I tried something like this quite a while ago... all that happend was the moths made a hell of a mess with all the powder stuff on their wings coming off and the waxworms ate holes through the mesh or were so tiny they just went straight through it.


----------



## Marcus_anthony24

*glycerine*

instead of adding water add glycerine, its used as an ingredient in cakes. It stops the mixture from becoming soggy and stops the mixture from drying out.

Marcus


----------



## mad baboon

Marcus_anthony24 said:


> instead of adding water add glycerine, its used as an ingredient in cakes. It stops the mixture from becoming soggy and stops the mixture from drying out.
> 
> Marcus


yeah that works aswell but if you dont have any this works fine but both work pretty well


----------



## Guest

Just thought I'd throw out a link to my method of breeding waxworms  Its ridiculously straightforward and easy to follow, and yet pretty damn productive

Breeding Waxworms


----------



## Antw23uk

I have moths :gasp: Yes as an adult i appreciate how silly i sound but im well chuffed ... I have four fluttering about :2thumb:

Ok sado going back to his rock :blush:


----------



## Ben.M

Antw23uk said:


> I have moths :gasp: Yes as an adult i appreciate how silly i sound but im well chuffed ... I have four fluttering about :2thumb:
> 
> Ok sado going back to his rock :blush:


I've got my first moth today :2thumb:


----------



## MarcusF

I've just gone and checked mine. Didn't have any moths last night, now I have 21!

Back of the net :2thumb:


----------



## mad baboon

nice


----------



## Antw23uk

Success :2thumb: I have tiny babie wax worms. Thought my colony had failed to be honest and thought the substrate was too dry even though i used Glycerin but having had the moths all die over a couple of weeks or so ago (I've been busy) i kept meaning to check so had a little dig this morning and there they were so ive left them back in the airing cupboard to do their thing :no1:


----------



## mad baboon

congrats lol i thought the exact same thing the first time i did it


----------



## Antw23uk

Thanks i'm well chuffed although my spelling in that previous post was terrible, Lol :blush:


----------



## Lozzzie

Wonderful! I definately think I'll need to try this out soon so I've got a small colony going for the summer, haha. I know I'm only getting one BD, but if I can keep the breeding cycle going then I can say goodbye to having to buy them again.
I'm sure it'll be a bit of trial and error, but it should save quite a lot of money and keep me entertained! 8)


----------



## mad baboon

Lozzzie said:


> Wonderful! I definately think I'll need to try this out soon so I've got a small colony going for the summer, haha. I know I'm only getting one BD, but if I can keep the breeding cycle going then I can say goodbye to having to buy them again.
> I'm sure it'll be a bit of trial and error, but it should save quite a lot of money and keep me entertained! 8)




hope it works for you


----------



## Antw23uk

Just rememebr they aint that healthy and should be used as a treat once a week max really! Ive just checked mine, i have hundreds it seems from one small pot of about 12-16 a few months ago from a local reptile shop. A couple are massive and the rest are tiny still. Am i doing something wrong? Can i pep them up with some more bran, honey and glycerin?

Anyone? : victory:


----------



## Lozzzie

Yeah I know, but always better to have a small stash of treats and not need to buy them, than have to purchase them every now and then, haha.

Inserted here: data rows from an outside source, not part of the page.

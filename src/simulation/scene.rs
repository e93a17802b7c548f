use serde::{Deserialize, Serialize};

use crate::{
    error::{Result, SimulationError},
    floating_type_mod::FT,
    particles::{default_particle_color, ParticleVec},
    vec3_from_array, V3,
};

fn default_smoothing_radius_factor() -> FT {
    2.
}

fn default_axis_directions() -> [FT; 3] {
    [1., 1., 1.]
}

#[derive(Debug, Clone, PartialEq, Serialize, Deserialize)]
pub struct SceneDomain {
    pub min: [FT; 3],
    pub max: [FT; 3],
}

impl SceneDomain {
    pub fn min(&self) -> V3 {
        vec3_from_array(self.min)
    }

    pub fn max(&self) -> V3 {
        vec3_from_array(self.max)
    }
}

/// A lattice of `counts[0] * counts[1] * counts[2]` particles starting at
/// `origin`, `spacing` apart and stepping along `axis_directions`.
#[derive(Debug, Clone, PartialEq, Serialize, Deserialize)]
pub struct SceneFluidBlock {
    pub origin: [FT; 3],
    pub counts: [usize; 3],
    #[serde(default = "default_axis_directions")]
    pub axis_directions: [FT; 3],
    pub rest_density: FT,
    #[serde(default)]
    pub color: Option<[FT; 3]>,
    #[serde(default)]
    pub velocity: Option<[FT; 3]>,
}

impl SceneFluidBlock {
    pub fn num_particles(&self) -> usize {
        self.counts.iter().product()
    }
}

#[derive(Debug, Clone, PartialEq, Serialize, Deserialize)]
pub struct SceneConfig {
    // lattice spacing d, each particle represents a volume of d³
    pub spacing: FT,
    // h = smoothing_radius_factor * d
    #[serde(default = "default_smoothing_radius_factor")]
    pub smoothing_radius_factor: FT,
    pub domain: SceneDomain,
    pub blocks: Vec<SceneFluidBlock>,
}

impl SceneConfig {
    pub fn smoothing_radius(&self) -> FT {
        self.smoothing_radius_factor * self.spacing
    }

    pub fn unit_volume(&self) -> FT {
        self.spacing * self.spacing * self.spacing
    }

    pub fn num_particles(&self) -> usize {
        self.blocks.iter().map(|block| block.num_particles()).sum()
    }

    pub fn validate(&self) -> Result<()> {
        if !self.spacing.is_finite() || self.spacing <= 0. {
            return Err(SimulationError::InvalidParameter(format!(
                "particle spacing {} must be positive",
                self.spacing
            )));
        }

        let h = self.smoothing_radius();
        if !h.is_finite() || h <= 0. {
            return Err(SimulationError::InvalidSmoothingRadius(h));
        }

        for d in 0..3 {
            let (min, max) = (self.domain.min[d], self.domain.max[d]);
            if !min.is_finite() || !max.is_finite() || min >= max {
                return Err(SimulationError::InvalidDomain(format!(
                    "axis {}: min {} must be smaller than max {}",
                    d, min, max
                )));
            }
        }

        if self.blocks.is_empty() {
            return Err(SimulationError::InvalidParticleCount(
                "scene does not contain any fluid block".into(),
            ));
        }

        for (block_idx, block) in self.blocks.iter().enumerate() {
            if block.counts.iter().any(|&c| c == 0) {
                return Err(SimulationError::InvalidParticleCount(format!(
                    "block {} has lattice counts {:?}, every axis needs at least one particle",
                    block_idx, block.counts
                )));
            }
            if !block.rest_density.is_finite() || block.rest_density <= 0. {
                return Err(SimulationError::InvalidParameter(format!(
                    "block {} has rest density {}, must be positive",
                    block_idx, block.rest_density
                )));
            }
            let all_finite = block
                .origin
                .iter()
                .chain(block.axis_directions.iter())
                .chain(block.color.iter().flatten())
                .chain(block.velocity.iter().flatten())
                .all(|x| x.is_finite());
            if !all_finite {
                return Err(SimulationError::InvalidParameter(format!(
                    "block {} contains non-finite values",
                    block_idx
                )));
            }
        }

        Ok(())
    }

    /** Fills the lattice of every block into a new particle container. */
    pub fn create_particles(&self) -> ParticleVec {
        let mut particles = ParticleVec::default(0);
        particles.reserve(self.num_particles());

        for block in &self.blocks {
            add_fluid_block(block, self.spacing, self.unit_volume(), &mut particles);
        }

        particles
    }
}

fn add_fluid_block(block: &SceneFluidBlock, spacing: FT, unit_volume: FT, particles: &mut ParticleVec) {
    let origin = vec3_from_array(block.origin);
    let step = vec3_from_array(block.axis_directions) * spacing;
    let color = block.color.map(vec3_from_array).unwrap_or_else(default_particle_color);
    let velocity = block.velocity.map(vec3_from_array).unwrap_or_else(V3::zeros);

    for x in 0..block.counts[0] {
        for y in 0..block.counts[1] {
            for z in 0..block.counts[2] {
                let position = origin + step.component_mul(&V3::new(x as FT, y as FT, z as FT));
                particles.add_fluid_particle(position, velocity, block.rest_density, unit_volume, color);
            }
        }
    }
}

#[cfg(test)]
mod tests {
    use super::*;
    use crate::{assert_ft_approx_eq, vec3f};

    fn small_scene() -> SceneConfig {
        SceneConfig {
            spacing: 0.1,
            smoothing_radius_factor: 2.,
            domain: SceneDomain {
                min: [-0.5, -0.5, -0.5],
                max: [0.5, 0.5, 0.5],
            },
            blocks: vec![SceneFluidBlock {
                origin: [-0.5, -0.5, 0.5],
                counts: [2, 3, 4],
                axis_directions: [1., 1., -1.],
                rest_density: 1000.,
                color: None,
                velocity: None,
            }],
        }
    }

    #[test]
    fn lattice_positions_and_masses() {
        let scene = small_scene();
        scene.validate().unwrap();
        assert_ft_approx_eq(scene.smoothing_radius(), 0.2, 1.0e-5, || format!("h"));

        let particles = scene.create_particles();
        assert_eq!(particles.len(), 24);
        assert_eq!(scene.num_particles(), 24);

        // z is the innermost loop and steps towards -z
        assert_eq!(particles.position[0], vec3f(-0.5, -0.5, 0.5));
        assert_ft_approx_eq(particles.position[1].z, 0.4, 1.0e-5, || format!("z step"));
        let last = particles.position[23];
        assert_ft_approx_eq(last.x, -0.4, 1.0e-5, || format!("last x"));
        assert_ft_approx_eq(last.y, -0.3, 1.0e-5, || format!("last y"));
        assert_ft_approx_eq(last.z, 0.2, 1.0e-5, || format!("last z"));

        for i in 0..particles.len() {
            assert_ft_approx_eq(particles.mass[i], 1., 1.0e-6, || format!("mass = rho0 * d^3"));
            assert_eq!(particles.rest_density[i], 1000.);
            assert_eq!(particles.color[i], default_particle_color());
            assert_eq!(particles.velocity[i], V3::zeros());
        }
    }

    #[test]
    fn blocks_carry_their_own_fluid() {
        let mut scene = small_scene();
        scene.blocks.push(SceneFluidBlock {
            origin: [0., 0., 0.],
            counts: [1, 1, 1],
            axis_directions: [1., 1., 1.],
            rest_density: 1500.,
            color: Some([0., 1., 0.]),
            velocity: Some([0., -1., 0.]),
        });
        scene.validate().unwrap();

        let particles = scene.create_particles();
        assert_eq!(particles.len(), 25);
        assert_eq!(particles.rest_density[24], 1500.);
        assert_ft_approx_eq(particles.mass[24], 1.5, 1.0e-6, || format!("heavier fluid mass"));
        assert_eq!(particles.color[24], vec3f(0., 1., 0.));
        assert_eq!(particles.velocity[24], vec3f(0., -1., 0.));
    }

    #[test]
    fn rejects_degenerate_scenes() {
        let mut no_particles = small_scene();
        no_particles.blocks[0].counts = [10, 0, 10];
        assert!(matches!(
            no_particles.validate(),
            Err(SimulationError::InvalidParticleCount(_))
        ));

        let mut no_blocks = small_scene();
        no_blocks.blocks.clear();
        assert!(no_blocks.validate().is_err());

        let mut zero_radius = small_scene();
        zero_radius.smoothing_radius_factor = 0.;
        assert!(matches!(
            zero_radius.validate(),
            Err(SimulationError::InvalidSmoothingRadius(_))
        ));

        let mut negative_spacing = small_scene();
        negative_spacing.spacing = -0.1;
        assert!(negative_spacing.validate().is_err());

        let mut flat_domain = small_scene();
        flat_domain.domain.max[1] = flat_domain.domain.min[1];
        assert!(matches!(flat_domain.validate(), Err(SimulationError::InvalidDomain(_))));

        let mut no_density = small_scene();
        no_density.blocks[0].rest_density = 0.;
        assert!(no_density.validate().is_err());
    }
}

Hmm, I don't know if this could be a possibility, but can worms grow at different rates? Maybe some are just naturally bigger and fatter than others? (Almost like how you have runt of the litters, you could have some worms that just beat the others to all the food, haha.) I honestly have no idea though.


----------



## Antw23uk

Ithink i will top them up with some more bran and honey mix, its looking a bit bare in there right now so maybe they have 'used up' the first lot!


----------



## leopardgecko_stubbs

does anyone know where I can buy the little waxworm container tubs? I've seen them online somewhere but cannot for the life of me remember where!


----------



## Antw23uk

*Warning ...*

Ok so just gone up to the bathroom and in the middle of the floor a wax worm :gasp:
I have kept and bred my colony in the airing cupboard next door so not too far but still an escaped wax worm :devil:
Dashed straight to said cupboard and lots of little holes in the tights covering the plastic tub i bred them in! Found about 4-5 literally underneath/ surrounding the tub so picked them up and have now secured the whole lot (I have a few hundred i think!)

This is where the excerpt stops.